一方、厚さ0.6cmのA4サイズのケイカル板材を用意した。
ケイカル板材表面に3M社製プライマーを塗布した後10分放置して乾燥させた後に、小片から剥離ライナーを除去した後、前記ケイカル板材の側面を跨ぐように、ケイカル板材の上面から下面にわたって貼着した。

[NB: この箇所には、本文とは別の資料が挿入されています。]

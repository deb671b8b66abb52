use crate::config::DashboardConfig;
use crate::data::model::Dataset;
use crate::data::stats::{self, box_stats, complete_rows, correlation_matrix, group_values, kde};

use super::artifact::{
    Axes, ChartArtifact, Correlation, HexGrid, JointMain, PairCell, ViolinShape,
};
use super::basic::{category_strip, joint_artifact, joint_points};
use super::geometry::hexbin;
use super::{ChartError, companion_measure, require, require_that};

/// Units against revenue, or the first other numeric column.
pub fn units_vs_revenue(ds: &Dataset, _cfg: &DashboardConfig) -> Result<ChartArtifact, ChartError> {
    require_that(ds.has_column("units_sold"), "Need 'units_sold' column")?;
    let Some(y_col) = companion_measure(ds) else {
        return Err(ChartError::MissingColumns(
            "No numeric column to compare with units_sold".into(),
        ));
    };
    let x = ds.numeric_values("units_sold")?;
    let y = ds.numeric_values(&y_col)?;
    let points = pairs(&x, &y);
    if points.is_empty() {
        return Err(ChartError::NoData(format!("units_sold and {y_col}")));
    }
    Ok(ChartArtifact::Scatter {
        axes: Axes::numeric("Units Sold", y_col),
        points,
    })
}

pub fn hexbin_density(ds: &Dataset, cfg: &DashboardConfig) -> Result<ChartArtifact, ChartError> {
    first_two_hexbin(
        ds,
        cfg.hexbin_gridsize,
        "Need at least 2 numeric columns for hexbin",
    )
}

/// Hexbin of the first two numeric columns.
pub(super) fn first_two_hexbin(
    ds: &Dataset,
    gridsize: usize,
    skip_message: &str,
) -> Result<ChartArtifact, ChartError> {
    let numeric = ds.numeric_column_names();
    require_that(numeric.len() >= 2, skip_message)?;
    let (n1, n2) = (&numeric[0], &numeric[1]);
    let points = pairs(&ds.numeric_values(n1)?, &ds.numeric_values(n2)?);
    let grid = hex_grid(&points, gridsize, &format!("{n1} and {n2}"))?;
    Ok(ChartArtifact::Hexbin {
        axes: Axes::numeric(n1.clone(), n2.clone()),
        grid,
    })
}

fn hex_grid(points: &[[f64; 2]], gridsize: usize, what: &str) -> Result<HexGrid, ChartError> {
    hexbin(points, gridsize).ok_or_else(|| ChartError::NoData(what.to_string()))
}

pub fn units_kde(ds: &Dataset, cfg: &DashboardConfig) -> Result<ChartArtifact, ChartError> {
    require_that(ds.has_column("units_sold"), "No 'units_sold' column for KDE")?;
    let values = stats::finite(&ds.numeric_values("units_sold")?);
    let curve = kde(&values, cfg.kde_points).ok_or_else(|| {
        ChartError::Invalid("KDE needs at least two distinct units_sold values".into())
    })?;
    Ok(ChartArtifact::Density {
        axes: Axes::numeric("units_sold", "Density"),
        curve,
    })
}

pub fn box_by_category(ds: &Dataset, _cfg: &DashboardConfig) -> Result<ChartArtifact, ChartError> {
    require_that(
        ds.has_columns(&["category", "units_sold"]),
        "Need 'category' & 'units_sold' for box plot",
    )?;
    let groups = group_values(&ds.labels("category")?, &ds.numeric_values("units_sold")?);
    if groups.is_empty() {
        return Err(ChartError::NoData("category and units_sold".into()));
    }
    let mut labels = Vec::with_capacity(groups.len());
    let mut boxes = Vec::with_capacity(groups.len());
    for (label, values) in groups {
        if let Some(stats) = box_stats(&values) {
            labels.push(label);
            boxes.push(stats);
        }
    }
    Ok(ChartArtifact::BoxPlot {
        axes: Axes::categorical("category", "units_sold", labels),
        boxes,
    })
}

/// Mirrored density per category, each scaled to the same maximum width.
pub fn violin_by_category(ds: &Dataset, cfg: &DashboardConfig) -> Result<ChartArtifact, ChartError> {
    require_that(
        ds.has_columns(&["category", "units_sold"]),
        "Need category & units_sold for violin",
    )?;
    let groups = group_values(&ds.labels("category")?, &ds.numeric_values("units_sold")?);
    if groups.is_empty() {
        return Err(ChartError::NoData("category and units_sold".into()));
    }
    const HALF_WIDTH: f64 = 0.4;
    let mut labels = Vec::with_capacity(groups.len());
    let mut violins = Vec::with_capacity(groups.len());
    for (idx, (label, values)) in groups.into_iter().enumerate() {
        let Some(stats) = box_stats(&values) else {
            continue;
        };
        let pos = idx as f64;
        let (outline, bands) = match kde(&values, cfg.kde_points) {
            Some(curve) => {
                let peak = curve.iter().map(|p| p[1]).fold(0.0, f64::max);
                let scale = if peak > 0.0 { HALF_WIDTH / peak } else { 0.0 };
                let right = curve.iter().map(|p| [pos + p[1] * scale, p[0]]);
                let left: Vec<[f64; 2]> =
                    curve.iter().rev().map(|p| [pos - p[1] * scale, p[0]]).collect();
                let bands = curve
                    .windows(2)
                    .map(|w| {
                        let (w0, w1) = (w[0][1] * scale, w[1][1] * scale);
                        [
                            [pos - w0, w[0][0]],
                            [pos + w0, w[0][0]],
                            [pos + w1, w[1][0]],
                            [pos - w1, w[1][0]],
                        ]
                    })
                    .collect();
                (right.chain(left).collect(), bands)
            }
            // A single distinct value collapses to a flat bar.
            None => (
                vec![
                    [pos - HALF_WIDTH, stats.median],
                    [pos + HALF_WIDTH, stats.median],
                ],
                Vec::new(),
            ),
        };
        labels.push(label.clone());
        violins.push(ViolinShape {
            label,
            outline,
            bands,
            stats,
        });
    }
    Ok(ChartArtifact::Violin {
        axes: Axes::categorical("category", "units_sold", labels),
        violins,
    })
}

/// Hexbin of `(sale_date_num, units_sold)` with marginal histograms.
pub fn joint_hex(ds: &Dataset, cfg: &DashboardConfig) -> Result<ChartArtifact, ChartError> {
    require_that(
        ds.has_columns(&["sale_date_num", "units_sold"]),
        "Need 'sale_date_num' & 'units_sold' columns for jointplot",
    )?;
    let points = joint_points(ds)?;
    let grid = hex_grid(&points, cfg.joint_bins, "sale_date_num and units_sold")?;
    Ok(joint_artifact(&points, JointMain::Hex(grid), cfg))
}

/// Scatter matrix over all numeric columns, rows with any null dropped.
pub fn pairplot(ds: &Dataset, cfg: &DashboardConfig) -> Result<ChartArtifact, ChartError> {
    let numeric = ds.numeric_column_names();
    require_that(numeric.len() >= 2, "Need 2+ numeric columns for pairplot")?;
    let columns = numeric
        .iter()
        .map(|c| ds.numeric_values(c))
        .collect::<Result<Vec<_>, _>>()?;
    let slices: Vec<&[Option<f64>]> = columns.iter().map(Vec::as_slice).collect();
    let rows = complete_rows(&slices);
    if rows.is_empty() {
        return Err(ChartError::NoData("the numeric columns".into()));
    }
    let column = |i: usize| rows.iter().map(|r| r[i]).collect::<Vec<f64>>();
    let cells = (0..numeric.len())
        .map(|r| {
            (0..numeric.len())
                .map(|c| {
                    if r == c {
                        PairCell::Histogram(stats::histogram(&column(c), cfg.histogram_bins))
                    } else {
                        PairCell::Scatter(rows.iter().map(|row| [row[c], row[r]]).collect())
                    }
                })
                .collect()
        })
        .collect();
    Ok(ChartArtifact::PairGrid {
        columns: numeric,
        cells,
    })
}

pub fn correlation_heatmap(ds: &Dataset, _cfg: &DashboardConfig) -> Result<ChartArtifact, ChartError> {
    let numeric = ds.numeric_column_names();
    require_that(numeric.len() >= 2, "Not enough numeric columns for heatmap")?;
    Ok(ChartArtifact::Heatmap(correlation(ds, numeric)?))
}

/// Pearson matrix over the given numeric columns.
pub(super) fn correlation(ds: &Dataset, labels: Vec<String>) -> Result<Correlation, ChartError> {
    let columns = labels
        .iter()
        .map(|c| ds.numeric_values(c))
        .collect::<Result<Vec<_>, _>>()?;
    Ok(Correlation {
        matrix: correlation_matrix(&columns),
        labels,
    })
}

pub fn strip_by_product_line(
    ds: &Dataset,
    cfg: &DashboardConfig,
) -> Result<ChartArtifact, ChartError> {
    category_strip(ds, cfg)
}

/// Complete `[x, y]` pairs.
pub(super) fn pairs(x: &[Option<f64>], y: &[Option<f64>]) -> Vec<[f64; 2]> {
    complete_rows(&[x, y])
        .into_iter()
        .map(|r| [r[0], r[1]])
        .collect()
}

#[cfg(test)]
mod tests {
    use super::*;
    use crate::charts::geometry::is_convex;
    use crate::charts::artifact::XAxis;
    use crate::charts::test_support::{from_csv, sales};

    fn cfg() -> DashboardConfig {
        DashboardConfig::default()
    }

    #[test]
    fn scatter_prefers_revenue() {
        let ChartArtifact::Scatter { axes, points } = units_vs_revenue(&sales(), &cfg()).unwrap()
        else {
            panic!("expected scatter");
        };
        assert_eq!(axes.y_label, "revenue");
        assert_eq!(points[0], [10.0, 100.0]);
    }

    #[test]
    fn scatter_falls_back_to_another_numeric() {
        let ds = from_csv("units_sold,price\n1,2.5\n3,4.5\n");
        let ChartArtifact::Scatter { axes, .. } = units_vs_revenue(&ds, &cfg()).unwrap() else {
            panic!("expected scatter");
        };
        assert_eq!(axes.y_label, "price");

        let ds = from_csv("units_sold,label\n1,a\n");
        assert!(matches!(
            units_vs_revenue(&ds, &cfg()),
            Err(ChartError::MissingColumns(_))
        ));
    }

    #[test]
    fn hexbin_uses_first_two_numeric_columns() {
        let ChartArtifact::Hexbin { axes, grid } = hexbin_density(&sales(), &cfg()).unwrap() else {
            panic!("expected hexbin");
        };
        assert_eq!(axes.x_label, "units_sold");
        assert_eq!(axes.y_label, "revenue");
        assert_eq!(grid.cells.iter().map(|c| c.count).sum::<usize>(), 8);
    }

    #[test]
    fn hexbin_skips_with_one_numeric_column() {
        let ds = from_csv("units_sold,category\n1,a\n");
        assert!(matches!(
            hexbin_density(&ds, &cfg()),
            Err(ChartError::MissingColumns(_))
        ));
    }

    #[test]
    fn box_plot_has_one_box_per_category() {
        let ChartArtifact::BoxPlot { axes, boxes } = box_by_category(&sales(), &cfg()).unwrap()
        else {
            panic!("expected box plot");
        };
        assert_eq!(
            axes.x_axis,
            XAxis::Categories(vec!["Tools".into(), "Toys".into(), "Garden".into()])
        );
        assert_eq!(boxes.len(), 3);
        // Tools: 10, 7, 9, 8
        assert_eq!(boxes[0].median, 8.5);
    }

    #[test]
    fn violin_outlines_are_symmetric() {
        let ChartArtifact::Violin { violins, .. } = violin_by_category(&sales(), &cfg()).unwrap()
        else {
            panic!("expected violins");
        };
        assert_eq!(violins.len(), 3);
        let first = &violins[0].outline;
        let n = first.len();
        assert!((first[0][0] + first[n - 1][0] - 0.0).abs() < 1e-9);
        assert!(first.iter().all(|p| (p[0] - 0.0).abs() <= 0.4 + 1e-9));
    }

    #[test]
    fn violin_with_single_value_category() {
        let ds = from_csv("category,units_sold\nA,1\nA,3\nB,5\n");
        let ChartArtifact::Violin { violins, .. } = violin_by_category(&ds, &cfg()).unwrap() else {
            panic!("expected violins");
        };
        assert_eq!(violins[1].outline.len(), 2);
        assert!(violins[1].bands.is_empty());
    }

    #[test]
    fn bimodal_violin_fills_with_convex_bands() {
        let ds = from_csv("category,units_sold\nA,1\nA,1\nA,2\nA,9\nA,10\nA,10\n");
        let ChartArtifact::Violin { violins, .. } = violin_by_category(&ds, &cfg()).unwrap() else {
            panic!("expected violins");
        };
        let shape = &violins[0];
        assert!(!is_convex(&shape.outline));
        assert_eq!(shape.bands.len(), cfg().kde_points - 1);
        assert!(shape.bands.iter().all(|b| is_convex(b)));
    }

    #[test]
    fn kde_needs_spread() {
        let ds = from_csv("units_sold\n4\n4\n");
        assert!(matches!(units_kde(&ds, &cfg()), Err(ChartError::Invalid(_))));
    }

    #[test]
    fn pairplot_drops_incomplete_rows() {
        let ds = from_csv("a,b,c\n1,2,3\n4,,6\n7,8,9\n");
        let ChartArtifact::PairGrid { columns, cells } = pairplot(&ds, &cfg()).unwrap() else {
            panic!("expected pair grid");
        };
        assert_eq!(columns, vec!["a", "b", "c"]);
        assert!(matches!(cells[0][0], PairCell::Histogram(_)));
        let PairCell::Scatter(points) = &cells[1][0] else {
            panic!("expected scatter");
        };
        assert_eq!(points, &vec![[1.0, 2.0], [7.0, 8.0]]);
    }

    #[test]
    fn heatmap_matrix_is_square() {
        let ChartArtifact::Heatmap(corr) = correlation_heatmap(&sales(), &cfg()).unwrap() else {
            panic!("expected heatmap");
        };
        let n = corr.labels.len();
        assert_eq!(n, 4);
        assert!(corr.matrix.iter().all(|row| row.len() == n));
        assert!((corr.matrix[0][0] - 1.0).abs() < 1e-12);
    }

    #[test]
    fn joint_hex_counts_all_points() {
        let ChartArtifact::Joint { main, .. } = joint_hex(&sales(), &cfg()).unwrap() else {
            panic!("expected joint");
        };
        let JointMain::Hex(grid) = main else {
            panic!("expected hex panel");
        };
        assert_eq!(grid.cells.iter().map(|c| c.count).sum::<usize>(), 8);
    }
}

このとき、小片の粘着層の全面がケイカル板材の表面(上面、側面および下面)に密着するようにした。
各小片を貼着した板材を温度25℃、湿度40%RHの環境下で、1日間静置し、その後、目視により、前記ケイカル板材の側面部付近における状態を観察し、以下の基準に従い評価した。

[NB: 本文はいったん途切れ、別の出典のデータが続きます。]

/// Lay wedges out counter-clockwise starting at `start_deg`.
/// Returns `None` when a value is negative or the total is not positive.
pub fn pie_wedges(slices: &[(String, f64)], start_deg: f64) -> Option<Vec<Wedge>> {
    if slices.iter().any(|(_, v)| *v < 0.0 || !v.is_finite()) {
        return None;
    }
    let total: f64 = slices.iter().map(|(_, v)| v).sum();
    if total <= 0.0 {
        return None;
    }
    let mut angle = start_deg;
    Some(
        slices
            .iter()
            .map(|(label, value)| {
                let fraction = value / total;
                let start = angle;
                angle += fraction * 360.0;
                Wedge {
                    label: label.clone(),
                    value: *value,
                    fraction,
                    start_deg: start,
                    end_deg: angle,
                }
            })
            .collect(),
    )
}

// ---------------------------------------------------------------------------
// Squarified treemap
// ---------------------------------------------------------------------------

#[derive(Debug, Clone, Copy, PartialEq)]
pub struct Rect {
    pub x: f64,
    pub y: f64,
    pub dx: f64,
    pub dy: f64,
}

impl Rect {
    pub fn corners(&self) -> Vec<[f64; 2]> {
        vec![
            [self.x, self.y],
            [self.x + self.dx, self.y],
            [self.x + self.dx, self.y + self.dy],
            [self.x, self.y + self.dy],
        ]
    }

    pub fn center(&self) -> [f64; 2] {
        [self.x + self.dx / 2.0, self.y + self.dy / 2.0]
    }

    pub fn area(&self) -> f64 {
        self.dx * self.dy
    }
}

/// Squarified treemap of positive `sizes` filling `bounds`, one rectangle
/// per size in input order.
pub fn squarify(sizes: &[f64], bounds: Rect) -> Vec<Rect> {
    let total: f64 = sizes.iter().sum();
    if sizes.is_empty() || total <= 0.0 {
        return Vec::new();
    }
    let scale = bounds.area() / total;
    let mut remaining: Vec<f64> = sizes.iter().map(|s| s * scale).collect();
    let mut area = bounds;
    let mut rects = Vec::with_capacity(sizes.len());

    while !remaining.is_empty() {
        if remaining.len() == 1 {
            rects.extend(layout(&remaining, area));
            break;
        }
        let mut i = 1;
        while i < remaining.len()
            && worst_ratio(&remaining[..i], area) >= worst_ratio(&remaining[..=i], area)
        {
            i += 1;
        }
        rects.extend(layout(&remaining[..i], area));
        area = leftover(&remaining[..i], area);
        remaining.drain(..i);
    }
    rects
}

fn layout(sizes: &[f64], area: Rect) -> Vec<Rect> {
    let covered: f64 = sizes.iter().sum();
    let mut out = Vec::with_capacity(sizes.len());
    if area.dx >= area.dy {
        let width = covered / area.dy;
        let mut y = area.y;
        for s in sizes {
            out.push(Rect {
                x: area.x,
                y,
                dx: width,
                dy: s / width,
            });
            y += s / width;
        }
    } else {
        let height = covered / area.dx;
        let mut x = area.x;
        for s in sizes {
            out.push(Rect {
                x,
                y: area.y,
                dx: s / height,
                dy: height,
            });
            x += s / height;
        }
    }
    out
}

fn leftover(sizes: &[f64], area: Rect) -> Rect {
    let covered: f64 = sizes.iter().sum();
    if area.dx >= area.dy {
        let width = covered / area.dy;
        Rect {
            x: area.x + width,
            y: area.y,
            dx: area.dx - width,
            dy: area.dy,
        }
    } else {
        let height = covered / area.dx;
        Rect {
            x: area.x,
            y: area.y + height,
            dx: area.dx,
            dy: area.dy - height,
        }
    }
}

fn worst_ratio(sizes: &[f64], area: Rect) -> f64 {
    layout(sizes, area)
        .iter()
        .map(|r| (r.dx / r.dy).max(r.dy / r.dx))
        .fold(0.0, f64::max)
}

// ---------------------------------------------------------------------------
// Strip jitter and beeswarm
// ---------------------------------------------------------------------------

/// Deterministic offset in `[-half_width, half_width]` for row `seed`.
pub fn jitter(seed: usize, half_width: f64) -> f64 {
    // splitmix64
    let mut z = (seed as u64).wrapping_add(0x9E37_79B9_7F4A_7C15);
    z = (z ^ (z >> 30)).wrapping_mul(0xBF58_476D_1CE4_E5B9);
    z = (z ^ (z >> 27)).wrapping_mul(0x94D0_49BB_1331_11EB);
    z ^= z >> 31;
    let unit = (z >> 11) as f64 / (1u64 << 53) as f64;
    (unit * 2.0 - 1.0) * half_width
}

/// Horizontal offsets that keep markers of radius `rx` × `ry` (in data
/// units) from overlapping. Offsets never exceed `max_offset`.
pub fn swarm_offsets(values: &[f64], rx: f64, ry: f64, max_offset: f64) -> Vec<f64> {
    let mut order: Vec<usize> = (0..values.len()).collect();
    order.sort_by(|&a, &b| values[a].total_cmp(&values[b]));

    let mut offsets = vec![0.0; values.len()];
    let mut placed: Vec<(f64, f64)> = Vec::with_capacity(values.len());
    for idx in order {
        let y = values[idx];
        let neighbours: Vec<(f64, f64)> = placed
            .iter()
            .copied()
            .filter(|(_, py)| ((y - py) / ry).abs() < 2.0)
            .collect();

        let mut candidates = vec![0.0];
        for (px, py) in &neighbours {
            let dy = (y - py) / ry;
            let dx = (4.0 - dy * dy).max(0.0).sqrt() * rx;
            candidates.push(px + dx);
            candidates.push(px - dx);
        }
        candidates.sort_by(|a: &f64, b: &f64| a.abs().total_cmp(&b.abs()));

        let fits = |x: f64| {
            neighbours.iter().all(|(px, py)| {
                let nx = (x - px) / rx;
                let ny = (y - py) / ry;
                nx * nx + ny * ny >= 4.0 - 1e-9
            })
        };
        let x = candidates
            .into_iter()
            .find(|&c| fits(c))
            .unwrap_or(0.0)
            .clamp(-max_offset, max_offset);
        offsets[idx] = x;
        placed.push((x, y));
    }
    offsets
}

// ---------------------------------------------------------------------------
// Andrews curves
// ---------------------------------------------------------------------------

/// `f(t) = x1/√2 + x2·sin t + x3·cos t + x4·sin 2t + x5·cos 2t + …`
/// sampled at `samples` points over `[-π, π]`.
pub fn andrews_curve(row: &[f64], samples: usize) -> Vec<[f64; 2]> {
    let samples = samples.max(2);
    (0..samples)
        .map(|i| {
            let t = -PI + 2.0 * PI * i as f64 / (samples - 1) as f64;
            let mut f = row.first().copied().unwrap_or(0.0) * FRAC_1_SQRT_2;
            for (k, x) in row.iter().enumerate().skip(1) {
                let harmonic = ((k + 1) / 2) as f64;
                f += if k % 2 == 1 {
                    x * (harmonic * t).sin()
                } else {
                    x * (harmonic * t).cos()
                };
            }
            [t, f]
        })
        .collect()
}

// ---------------------------------------------------------------------------
// 3D projection
// ---------------------------------------------------------------------------

/// Orthographic view of the unit cube from azimuth/elevation in degrees.
#[derive(Debug, Clone, Copy)]
pub struct View3d {
    right: [f64; 3],
    up: [f64; 3],
}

A:ケイカル板材からの小片の浮きが全く認められない。
B:ケイカル板材からの小片の浮きがほとんど認められない。
C:ケイカル板材からの小片の浮きがわずかに認められる。
D:ケイカル板材からの小片の浮きがはっきりと認められる。
E:ケイカル板材からの小片の浮きが顕著に認められる。
[2.4]貼り直しのしやすさ
前記各実施例および各比較例の粘着層付き化粧シートかA4サイズの小片を切り出し、当該小片から剥離ライナーを除去した後、これらを3M社製プライマーEC1368を塗布した金属鋼板の表面に貼着した。
その後、金属鋼板から小片を剥離し、剥離した小片を再度金属鋼板に貼着することを試み、以下の基準に従い評価した。
A:小片の剥離、金属鋼板への再貼着をきわめて容易に行うことができる。
B:小片の剥離、金属鋼板への再貼着を比較的容易に行うことができる。
C:金属鋼板からの小片を剥離する際の剥離力がやや大きいが、小片の剥離、金属鋼板への再貼着を問題なく行うことができる。
D:金属鋼板からの小片を剥離が困難で、小片の剥離、金属鋼板への再貼着に支障がある。
E:金属鋼板からの小片を剥離が極めて困難で、小片の剥離、金属鋼板への再貼着に支障がある。
これらの結果を表2にまとめて示した。
表2から明らかなように、本発明では、被着体に貼着した場合における経時的な浮きの発生を好適に防止することができるとともに、被着体への貼り直しを容易に行うことができた。また、本発明では、優れた審美性(特に、立体感のある優れた審美性)を有するとともに、防汚性(耐汚染性)にも優れていた。これに対し、各比較例では、満足な結果が得られなかった。
また、第1の基材に対する第1の印刷層の形成を省略し、基材の一方の面のみに印刷層を設けた以外は、前記と同様にして、粘着層付き化粧シートの製造、評価を行ったところ、[2.2]~[2.4]については、前記と同様の結果が得られた。